[Stored items]
_ _ _ _ _ _ _

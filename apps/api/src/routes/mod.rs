pub mod health;

use anyhow::{Context, Result};
use axum::{
    http::HeaderValue,
    routing::{get, post},
    Router,
};
use tower_http::cors::{AllowOrigin, Any, CorsLayer};

use crate::analysis::handlers;
use crate::state::AppState;

pub fn build_router(state: AppState) -> Router {
    Router::new()
        .route("/health", get(health::health_handler))
        .route("/api/analysis", post(handlers::handle_analysis))
        .with_state(state)
}

/// CORS restricted to the single configured frontend origin.
pub fn cors_layer(frontend_url: &str) -> Result<CorsLayer> {
    let origin = HeaderValue::from_str(frontend_url.trim_end_matches('/'))
        .with_context(|| format!("FRONTEND_URL '{frontend_url}' is not a valid origin"))?;

    Ok(CorsLayer::new()
        .allow_origin(AllowOrigin::exact(origin))
        .allow_methods(Any)
        .allow_headers(Any))
}
// All LLM prompt constants for the Analysis module.

/// System prompt: the critical-thinking coach persona.
pub const ANALYSIS_SYSTEM: &str = "You are an expert critical thinker and debate coach. \
Your job is to pressure-test arguments by:
1. Creating the strongest possible counterargument (steelman, not strawman)
2. Identifying hidden weak points and vulnerabilities in the reasoning
3. Spotting common misconceptions or factual errors
4. Suggesting ways to reinforce and strengthen the position
5. Anticipating specific criticisms opponents might raise

Be intellectually honest, balanced, and thorough. Avoid bias and focus on logical analysis.";

/// Analysis prompt template. Replace `{argument}` before sending.
/// The argument is embedded verbatim; it is not sanitized against prompt injection.
pub const ANALYSIS_PROMPT_TEMPLATE: &str = r#"Please analyze this argument comprehensively:

"{argument}"

Provide your analysis in the following JSON format:
{
  "steelmanCounter": "The strongest possible counterargument (2-3 paragraphs)...",
  "weakPoints": ["Weak point 1", "Weak point 2", "Weak point 3"],
  "misconceptions": ["Misconception 1", "Misconception 2", "Misconception 3"],
  "reinforcements": ["Reinforcement strategy 1", "Reinforcement strategy 2", "Reinforcement strategy 3"],
  "opposingResponses": ["Opposition response 1", "Opposition response 2", "Opposition response 3"]
}

Provide at least 3 items for each array field."#;

/// The instruction pair sent to the generation service for one argument.
#[derive(Debug, Clone, PartialEq, Eq)]
pub struct AnalysisPrompt {
    pub system: &'static str,
    pub user: String,
}

pub fn build_prompt(argument: &str) -> AnalysisPrompt {
    AnalysisPrompt {
        system: ANALYSIS_SYSTEM,
        user: ANALYSIS_PROMPT_TEMPLATE.replace("{argument}", argument),
    }
}

#[cfg(test)]
mod tests {
    use super::*;

    const OUTPUT_KEYS: [&str; 5] = [
        "steelmanCounter",
        "weakPoints",
        "misconceptions",
        "reinforcements",
        "opposingResponses",
    ];

    /// Top-level keys of the JSON schema block embedded in the prompt.
    fn schema_keys(prompt: &str) -> Vec<String> {
        let start = prompt.find('{').unwrap();
        let end = prompt.rfind('}').unwrap();
        let schema: serde_json::Value = serde_json::from_str(&prompt[start..=end]).unwrap();
        schema.as_object().unwrap().keys().cloned().collect()
    }

    #[test]
    fn test_prompt_embeds_argument_verbatim() {
        let argument = "Remote work improves productivity.";
        let prompt = build_prompt(argument);
        assert!(prompt.user.contains("\"Remote work improves productivity.\""));
        assert!(!prompt.user.contains("{argument}"));
    }

    #[test]
    fn test_prompt_keeps_special_characters_untouched() {
        let argument = "Taxes \"should\" rise {by 5%}\nbecause: reasons";
        let prompt = build_prompt(argument);
        assert!(prompt.user.contains(argument));
    }

    #[test]
    fn test_schema_names_exactly_the_five_output_keys() {
        let prompt = build_prompt("Cats are better than dogs.");
        let mut keys = schema_keys(&prompt.user);
        keys.sort();
        let mut expected: Vec<String> = OUTPUT_KEYS.iter().map(|k| k.to_string()).collect();
        expected.sort();
        assert_eq!(keys, expected);
    }

    #[test]
    fn test_prompt_requests_at_least_three_items() {
        let prompt = build_prompt("x");
        assert!(prompt.user.contains("at least 3 items"));
    }

    #[test]
    fn test_system_prompt_asks_for_steelman() {
        let prompt = build_prompt("x");
        assert_eq!(prompt.system, ANALYSIS_SYSTEM);
        assert!(prompt.system.contains("steelman, not strawman"));
    }
}
use std::fmt;
use std::future::Future;
use std::time::Duration;

use poise::serenity_prelude as serenity;
use poise::PrefixFrameworkOptions;

use common::Error;

use crate::config::Config;

mod commands;
mod help;
mod on_error;

pub type Context<'a> = poise::Context<'a, PoiseData, Error>;

pub struct PoiseData {
    /// shown as the prefix in help when invoked through a slash command
    pub command_prefix: String,
    /// where the code lives
    pub source_url: String,
    pub support_server_url: String,
}

/// Lifecycle of the bot shell.
#[derive(Debug, Clone, Copy, PartialEq, Eq)]
pub enum ShellState {
    Constructed,
    Connected,
    Running,
    Closing,
    Terminated,
}

impl ShellState {
    /// moves to `next`, if that's a legal step from here
    pub fn advance(self, next: ShellState) -> Result<ShellState, Error> {
        use ShellState::*;
        match (self, next) {
            (Constructed, Connected)
            | (Connected, Running)
            | (Connected, Closing)
            | (Running, Closing)
            | (Closing, Terminated) => Ok(next),
            (from, to) => Err(format!("Bot can't go from {} to {}", from, to).into()),
        }
    }
}

impl fmt::Display for ShellState {
    fn fmt(&self, f: &mut fmt::Formatter<'_>) -> fmt::Result {
        let name = match self {
            ShellState::Constructed => "constructed",
            ShellState::Connected => "connected",
            ShellState::Running => "running",
            ShellState::Closing => "closing",
            ShellState::Terminated => "terminated",
        };
        f.write_str(name)
    }
}

/// The bot itself: config, the discord client, and the http session it owns.
pub struct HttpCat {
    config: Config,
    state: ShellState,
    session: Option<reqwest::Client>,
    client: Option<serenity::Client>,
}

impl HttpCat {
    pub fn new(config: Config) -> Self {
        Self {
            config,
            state: ShellState::Constructed,
            session: None,
            client: None,
        }
    }

    pub fn state(&self) -> ShellState {
        self.state
    }

    /// Opens the http session and builds the discord client around the framework.
    pub async fn connect(&mut self) -> Result<(), Error> {
        let state = self.state.advance(ShellState::Connected)?;

        let session = reqwest::Client::builder()
            .user_agent(concat!("httpcat/", env!("CARGO_PKG_VERSION")))
            .build()?;
        check_cats(&session).await;

        let framework = {
            let data = PoiseData {
                command_prefix: self.config.command_prefix.clone(),
                source_url: self.config.source_url.clone(),
                support_server_url: self.config.support_server_url.clone(),
            };
            let prefix = self.config.command_prefix.clone();
            poise::Framework::builder()
                .options(poise::FrameworkOptions {
                    commands: commands::ALL.iter().map(|f| f()).collect(),
                    on_error: |error| Box::pin(on_error::on_error(error)),
                    pre_command: |ctx| {
                        Box::pin(async move {
                            log::info!(
                                "{} invoked {}",
                                ctx.author().name,
                                ctx.invocation_string()
                            );
                        })
                    },
                    prefix_options: PrefixFrameworkOptions {
                        prefix: Some(self.config.command_prefix.clone()),
                        mention_as_prefix: true,
                        case_insensitive_commands: true,
                        ..Default::default()
                    },
                    ..Default::default()
                })
                .setup(move |ctx, ready, framework| {
                    Box::pin(async move {
                        poise::builtins::register_globally(ctx, &framework.options().commands)
                            .await?;
                        ctx.set_activity(Some(serenity::ActivityData::playing(format!(
                            "{}help",
                            prefix
                        ))));
                        log::info!("{} is connected and ready", ready.user.name);
                        Ok(data)
                    })
                })
                .build()
        };

        let client = serenity::Client::builder(
            &self.config.token,
            self.config.intents.gateway_intents(),
        )
        .framework(framework)
        .await?;

        self.session = Some(session);
        self.client = Some(client);
        self.state = state;
        Ok(())
    }

    /// Runs until the gateway gives up or ctrl-c is pressed, then closes.
    pub async fn run(&mut self) -> Result<(), Error> {
        self.state = self.state.advance(ShellState::Running)?;
        let Some(mut client) = self.client.take() else {
            return Err("Bot has no client".into());
        };

        let shard_manager = client.shard_manager.clone();
        tokio::spawn(shutdown_on_signal(tokio::signal::ctrl_c(), async move {
            shard_manager.shutdown_all().await
        }));

        log::info!("Bot started!");
        let result = client.start_autosharded().await;
        // always runs, whatever the gateway did
        self.close();
        result.map_err(Into::into)
    }

    /// Releases the http session. Does nothing if never connected or already closed.
    pub fn close(&mut self) {
        match self.state.advance(ShellState::Closing) {
            Ok(closing) => self.state = closing,
            Err(_) => return,
        }
        self.session.take();
        self.client.take();
        self.state = ShellState::Terminated;
        log::info!("Bot closed.");
    }
}

/// Waits for `signal`, then runs `shutdown`. If the signal can't be listened
/// for, the bot keeps running. Returns whether shutdown ran.
async fn shutdown_on_signal<S, F>(signal: S, shutdown: F) -> bool
where
    S: Future<Output = std::io::Result<()>>,
    F: Future<Output = ()>,
{
    match signal.await {
        Ok(()) => {
            log::info!("Got ctrl-c, shutting down...");
            shutdown.await;
            true
        }
        Err(e) => {
            log::error!("Could not listen for ctrl-c, ignoring it: {}", e);
            false
        }
    }
}

/// warns early if the cats are down, since every reply links to them
async fn check_cats(session: &reqwest::Client) {
    let url = codes::cat_url(codes::random_code(&mut rand::thread_rng()));
    match session
        .head(&url)
        .timeout(Duration::from_secs(5))
        .send()
        .await
    {
        Ok(res) if res.status().is_success() => log::debug!("{} is up", url),
        Ok(res) => log::warn!("{} answered {}", url, res.status()),
        Err(e) => log::warn!("Could not reach {}: {}", url, e),
    }
}

impl Drop for HttpCat {
    fn drop(&mut self) {
        self.close();
    }
}
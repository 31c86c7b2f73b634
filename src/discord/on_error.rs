use std::future::Future;
use std::time::Duration;

use poise::serenity_prelude as serenity;
use poise::FrameworkError;

use super::{Context, PoiseData};
use common::Error;

/// cooldowns shorter than this are waited out instead of reported
pub const RETRY_THRESHOLD: Duration = Duration::from_secs(3);

/// Everything that can go wrong during an invocation, as far as the user is told.
#[derive(Debug, Clone, PartialEq)]
pub enum Failure {
    CommandNotFound,
    CooldownActive { retry_after: Duration },
    Other { kind: String, message: String },
}

impl Failure {
    pub fn other(kind: &str, message: impl ToString) -> Self {
        Failure::Other {
            kind: kind.to_owned(),
            message: message.to_string(),
        }
    }

    pub fn kind(&self) -> &str {
        match self {
            Failure::CommandNotFound => "CommandNotFound",
            Failure::CooldownActive { .. } => "CommandOnCooldown",
            Failure::Other { kind, .. } => kind,
        }
    }

    pub fn message(&self) -> String {
        match self {
            Failure::CommandNotFound => "Command not found".to_owned(),
            Failure::CooldownActive { retry_after } => format!(
                "You are on cooldown. Try again in {:.2}s",
                retry_after.as_secs_f64()
            ),
            Failure::Other { message, .. } => message.clone(),
        }
    }

    /// `Kind: message`, as sent to the channel
    pub fn render(&self) -> String {
        format!("{}: {}", self.kind(), self.message())
    }
}

impl From<&FrameworkError<'_, PoiseData, Error>> for Failure {
    fn from(error: &FrameworkError<'_, PoiseData, Error>) -> Self {
        use FrameworkError as E;
        match error {
            E::UnknownCommand { .. } => Failure::CommandNotFound,
            E::CooldownHit {
                remaining_cooldown, ..
            } => Failure::CooldownActive {
                retry_after: *remaining_cooldown,
            },
            E::Command { error, .. } => Failure::other(error_kind(error), error),
            E::ArgumentParse { error, .. } => Failure::other("BadArgument", error),
            E::MissingBotPermissions { .. } => Failure::other("BotMissingPermissions", error),
            E::MissingUserPermissions { .. } => Failure::other("MissingPermissions", error),
            E::NotAnOwner { .. } => Failure::other("NotOwner", error),
            E::GuildOnly { .. } => Failure::other("NoPrivateMessage", error),
            E::DmOnly { .. } => Failure::other("PrivateMessageOnly", error),
            E::NsfwOnly { .. } => Failure::other("NSFWChannelRequired", error),
            E::CommandCheckFailed { .. } => Failure::other("CheckFailure", error),
            E::CommandPanic { .. } => Failure::other("CommandPanic", error),
            other => Failure::other("CommandError", other),
        }
    }
}

/// names the error the way the user gets to see it
fn error_kind(error: &Error) -> &'static str {
    if error.downcast_ref::<serenity::Error>().is_some() {
        "DiscordError"
    } else if error.downcast_ref::<reqwest::Error>().is_some() {
        "HTTPError"
    } else if error.downcast_ref::<std::num::ParseIntError>().is_some() {
        "ValueError"
    } else if error.downcast_ref::<std::io::Error>().is_some() {
        "IOError"
    } else {
        "CommandError"
    }
}

#[derive(Debug, Clone, Copy, PartialEq, Eq)]
pub enum CooldownAction {
    /// say nothing at all
    Ignore,
    /// wait it out, then run the command once more
    Retry(Duration),
    Report,
}

impl CooldownAction {
    /// Compares on the command's name only: `http` spam is swallowed, and
    /// anything but `help` is retried if the wait is short.
    pub fn decide(command: &str, retry_after: Duration) -> Self {
        if command == "http" {
            CooldownAction::Ignore
        } else if command != "help" && retry_after < RETRY_THRESHOLD {
            CooldownAction::Retry(retry_after)
        } else {
            CooldownAction::Report
        }
    }
}

/// Rewrites `content` (the text after the prefix) into an `http` invocation.
/// Returns None if it already is one, so a message is only rewritten once.
pub fn reinterpret(prefix: &str, content: &str) -> Option<String> {
    let first = content.split_whitespace().next().unwrap_or("");
    if first.eq_ignore_ascii_case("http") {
        return None;
    }
    Some(format!("{}http {}", prefix, content))
}

/// `msg` with its content swapped for the `http` form, if it gets rewritten at all
fn rewritten_message(
    msg: &serenity::Message,
    prefix: &str,
    content: &str,
) -> Option<serenity::Message> {
    let content = reinterpret(prefix, content)?;
    let mut rewritten = msg.clone();
    rewritten.content = content;
    Some(rewritten)
}

/// Waits, then makes exactly one more `attempt`. A failure goes to
/// `on_failure` and is never retried.
pub async fn retry_once<A, AF, R, RF>(wait: Duration, attempt: A, on_failure: R)
where
    A: FnOnce() -> AF,
    AF: Future<Output = Result<(), Error>>,
    R: FnOnce(Error) -> RF,
    RF: Future<Output = ()>,
{
    tokio::time::sleep(wait).await;
    if let Err(e) = attempt().await {
        on_failure(e).await;
    }
}

/// framework-wide error handler
pub async fn on_error(error: FrameworkError<'_, PoiseData, Error>) {
    match error {
        FrameworkError::UnknownCommand {
            ctx,
            msg,
            prefix,
            msg_content,
            framework,
            invocation_data,
            trigger,
            ..
        } => {
            let Some(rewritten) = rewritten_message(msg, prefix, msg_content) else {
                log::debug!("Unknown command {:?}, giving up", msg_content);
                return;
            };
            log::debug!(
                "Unknown command {:?}, retrying as {:?}",
                msg_content,
                rewritten.content
            );

            let mut parent_commands = vec![];
            let dispatched = poise::dispatch_message(
                framework,
                ctx,
                &rewritten,
                trigger,
                invocation_data,
                &mut parent_commands,
            )
            .await;
            if let Err(e) = dispatched {
                on_invocation_error(e).await;
            }
        }
        other => on_invocation_error(other).await,
    }
}

/// Handles everything but unknown commands. Never dispatches anything new,
/// so it can't loop back into [`on_error`].
async fn on_invocation_error(error: FrameworkError<'_, PoiseData, Error>) {
    if let FrameworkError::CooldownHit {
        remaining_cooldown,
        ctx,
        ..
    } = error
    {
        match CooldownAction::decide(&ctx.command().name, remaining_cooldown) {
            CooldownAction::Ignore => {}
            CooldownAction::Retry(wait) => {
                log::debug!(
                    "{} is on cooldown for {:?}, reinvoking after",
                    ctx.command().name,
                    wait
                );
                retry_once(
                    wait,
                    || rerun(ctx),
                    |e| report(ctx, Failure::other(error_kind(&e), &e)),
                )
                .await;
            }
            CooldownAction::Report => {
                report(
                    ctx,
                    Failure::CooldownActive {
                        retry_after: remaining_cooldown,
                    },
                )
                .await
            }
        }
        return;
    }

    let failure = Failure::from(&error);
    match error.ctx() {
        Some(ctx) => report(ctx, failure).await,
        None => {
            if let Err(e) = poise::builtins::on_error(error).await {
                log::error!("Error while handling error: {}", e);
            }
        }
    }
}

#[derive(Debug, Clone, Copy, PartialEq, Eq)]
enum Invocation {
    Prefix,
    Slash,
}

/// true if `command` has a body for the way it was invoked
fn can_rerun(command: &poise::Command<PoiseData, Error>, invocation: Invocation) -> bool {
    match invocation {
        Invocation::Prefix => command.prefix_action.is_some(),
        Invocation::Slash => command.slash_action.is_some(),
    }
}

/// Runs the command body again, skipping cooldown and permission checks.
async fn rerun(ctx: Context<'_>) -> Result<(), Error> {
    let invocation = match ctx {
        poise::Context::Prefix(_) => Invocation::Prefix,
        poise::Context::Application(_) => Invocation::Slash,
    };
    if !can_rerun(ctx.command(), invocation) {
        log::warn!(
            "{} has no {:?} action to rerun",
            ctx.command().name,
            invocation
        );
        return Ok(());
    }

    let outcome = match ctx {
        poise::Context::Prefix(pctx) => match pctx.command.prefix_action {
            Some(action) => action(pctx).await,
            None => Ok(()),
        },
        poise::Context::Application(actx) => match actx.command.slash_action {
            Some(action) => action(actx).await,
            None => Ok(()),
        },
    };
    match outcome {
        Ok(()) => Ok(()),
        Err(FrameworkError::Command { error, .. }) => Err(error),
        Err(other) => Err(other.to_string().into()),
    }
}

async fn report(ctx: Context<'_>, failure: Failure) {
    let rendered = failure.render();
    log::error!(
        "Command `{}` invoked by {} failed: {}",
        ctx.command().qualified_name,
        ctx.author().name,
        rendered
    );
    if let Err(e) = ctx.say(rendered).await {
        log::error!("Could not send error message: {}", e);
    }
}

#[cfg(test)]
mod tests {
    use super::*;
    use std::sync::atomic::{AtomicUsize, Ordering};
    use std::time::Instant;

    #[test]
    fn test_cooldown_decisions() {
        let short = Duration::from_millis(1500);
        let long = Duration::from_secs(10);

        assert_eq!(CooldownAction::decide("http", short), CooldownAction::Ignore);
        assert_eq!(CooldownAction::decide("http", long), CooldownAction::Ignore);
        assert_eq!(
            CooldownAction::decide("random", short),
            CooldownAction::Retry(short)
        );
        assert_eq!(
            CooldownAction::decide("http-random", short),
            CooldownAction::Retry(short)
        );
        assert_eq!(CooldownAction::decide("random", long), CooldownAction::Report);
        assert_eq!(CooldownAction::decide("help", short), CooldownAction::Report);
        assert_eq!(
            CooldownAction::decide("random", RETRY_THRESHOLD),
            CooldownAction::Report
        );
    }

    #[test]
    fn test_reinterpret() {
        assert_eq!(reinterpret("!", "404"), Some("!http 404".to_owned()));
        assert_eq!(reinterpret("!", "teapot"), Some("!http teapot".to_owned()));
        assert_eq!(reinterpret("!", ""), Some("!http ".to_owned()));
        assert_eq!(reinterpret("!", "http 404"), None);
        assert_eq!(reinterpret("!", "HTTP"), None);
        // only the exact command name stops a rewrite
        assert_eq!(reinterpret("!", "https"), Some("!http https".to_owned()));
    }

    #[test]
    fn test_render() {
        assert_eq!(
            Failure::CommandNotFound.render(),
            "CommandNotFound: Command not found"
        );
        assert_eq!(
            Failure::CooldownActive {
                retry_after: Duration::from_millis(4250)
            }
            .render(),
            "CommandOnCooldown: You are on cooldown. Try again in 4.25s"
        );
        assert_eq!(
            Failure::other("ValueError", "invalid digit found in string").render(),
            "ValueError: invalid digit found in string"
        );
    }

    #[test]
    fn test_error_kind() {
        let parse: Error = Box::new("abc".parse::<u16>().unwrap_err());
        assert_eq!(error_kind(&parse), "ValueError");
        let io: Error = Box::new(std::io::Error::new(std::io::ErrorKind::Other, "meow"));
        assert_eq!(error_kind(&io), "IOError");
        let plain: Error = "meow".into();
        assert_eq!(error_kind(&plain), "CommandError");
    }

    #[tokio::test]
    async fn test_failed_retry_is_reported_once() {
        let attempts = AtomicUsize::new(0);
        let reports = AtomicUsize::new(0);
        let start = Instant::now();

        retry_once(
            Duration::from_millis(50),
            || async {
                attempts.fetch_add(1, Ordering::SeqCst);
                Err::<(), Error>("still broken".into())
            },
            |e| {
                assert_eq!(e.to_string(), "still broken");
                reports.fetch_add(1, Ordering::SeqCst);
                async {}
            },
        )
        .await;

        assert!(start.elapsed() >= Duration::from_millis(50));
        assert_eq!(attempts.load(Ordering::SeqCst), 1);
        assert_eq!(reports.load(Ordering::SeqCst), 1);
    }

    #[tokio::test]
    async fn test_successful_retry_reports_nothing() {
        let reports = AtomicUsize::new(0);
        retry_once(
            Duration::from_millis(1),
            || async { Ok(()) },
            |_| {
                reports.fetch_add(1, Ordering::SeqCst);
                async {}
            },
        )
        .await;
        assert_eq!(reports.load(Ordering::SeqCst), 0);
    }

    #[test]
    fn test_rewritten_message() {
        let mut msg = serenity::Message::default();
        msg.content = "!404".to_owned();

        let rewritten = rewritten_message(&msg, "!", "404").unwrap();
        assert_eq!(rewritten.content, "!http 404");
        assert_eq!(rewritten.id, msg.id);
        assert_eq!(rewritten.channel_id, msg.channel_id);

        // the rewritten message can't be rewritten again
        assert!(rewritten_message(&rewritten, "!", "http 404").is_none());
    }

    #[test]
    fn test_can_rerun() {
        let commands: Vec<_> = super::super::commands::ALL.iter().map(|f| f()).collect();
        let find = |name: &str| commands.iter().find(|c| c.name == name).unwrap();

        assert!(can_rerun(find("http"), Invocation::Prefix));
        assert!(can_rerun(find("http"), Invocation::Slash));
        assert!(can_rerun(find("random"), Invocation::Prefix));
        assert!(!can_rerun(find("random"), Invocation::Slash));
        assert!(can_rerun(find("http-random"), Invocation::Slash));
        assert!(!can_rerun(find("http-random"), Invocation::Prefix));
    }
}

_ _ _ _ _ _ _

* **Your assignment**
Would you please copy exactly the part of the entries above that begins at the line containing "Ok(res) if res.status().is_success()" and ends at the line containing "repository 31c86c7b2f73b634", both lines included?

* **Result of the task**
        Ok(res) if res.status().is_success() => log::debug!("{} is up", url),
        Ok(res) => log::warn!("{} answered {}", url, res.status()),
        Err(e) => log::warn!("Could not reach {}: {}", url, e),
    }
}

impl Drop for HttpCat {
    fn drop(&mut self) {
        self.close();
    }
}
repository 31c86c7b2f73b634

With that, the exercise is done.